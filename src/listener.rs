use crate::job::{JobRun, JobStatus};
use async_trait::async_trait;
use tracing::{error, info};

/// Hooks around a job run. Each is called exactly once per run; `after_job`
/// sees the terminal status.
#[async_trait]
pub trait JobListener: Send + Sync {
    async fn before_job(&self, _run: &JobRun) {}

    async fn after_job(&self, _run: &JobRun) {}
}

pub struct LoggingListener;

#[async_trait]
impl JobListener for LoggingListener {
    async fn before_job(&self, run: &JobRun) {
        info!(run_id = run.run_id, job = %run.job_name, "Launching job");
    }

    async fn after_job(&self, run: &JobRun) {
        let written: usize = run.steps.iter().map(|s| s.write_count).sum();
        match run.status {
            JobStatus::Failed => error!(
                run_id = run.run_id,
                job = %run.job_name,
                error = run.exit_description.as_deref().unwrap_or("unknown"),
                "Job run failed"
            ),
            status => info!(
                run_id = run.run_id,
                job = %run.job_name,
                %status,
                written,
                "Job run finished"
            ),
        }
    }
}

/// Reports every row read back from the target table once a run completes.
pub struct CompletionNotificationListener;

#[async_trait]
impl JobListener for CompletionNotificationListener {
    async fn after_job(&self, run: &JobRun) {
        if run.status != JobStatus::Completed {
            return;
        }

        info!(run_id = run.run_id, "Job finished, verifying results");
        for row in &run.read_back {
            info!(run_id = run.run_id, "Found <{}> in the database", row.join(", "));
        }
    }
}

REQUIRED ACTION: Print the records above again, every one, exactly as written.

WRITTEN SOLUTION:
filename src/listener.rs
use crate::job::{JobRun, JobStatus};
use async_trait::async_trait;
use tracing::{error, info};

/// Hooks around a job run. Each is called exactly once per run; `after_job`
/// sees the terminal status.
#[async_trait]
pub trait JobListener: Send + Sync {
    async fn before_job(&self, _run: &JobRun) {}

    async fn after_job(&self, _run: &JobRun) {}
}

pub struct LoggingListener;

#[async_trait]
impl JobListener for LoggingListener {
    async fn before_job(&self, run: &JobRun) {
        info!(run_id = run.run_id, job = %run.job_name, "Launching job");
    }

    async fn after_job(&self, run: &JobRun) {
        let written: usize = run.steps.iter().map(|s| s.write_count).sum();
        match run.status {
            JobStatus::Failed => error!(
                run_id = run.run_id,
                job = %run.job_name,
                error = run.exit_description.as_deref().unwrap_or("unknown"),
                "Job run failed"
            ),
            status => info!(
                run_id = run.run_id,
                job = %run.job_name,
                %status,
                written,
                "Job run finished"
            ),
        }
    }
}

/// Reports every row read back from the target table once a run completes.
pub struct CompletionNotificationListener;

#[async_trait]
impl JobListener for CompletionNotificationListener {
    async fn after_job(&self, run: &JobRun) {
        if run.status != JobStatus::Completed {
            return;
        }

        info!(run_id = run.run_id, "Job finished, verifying results");
        for row in &run.read_back {
            info!(run_id = run.run_id, "Found <{}> in the database", row.join(", "));
        }
    }
}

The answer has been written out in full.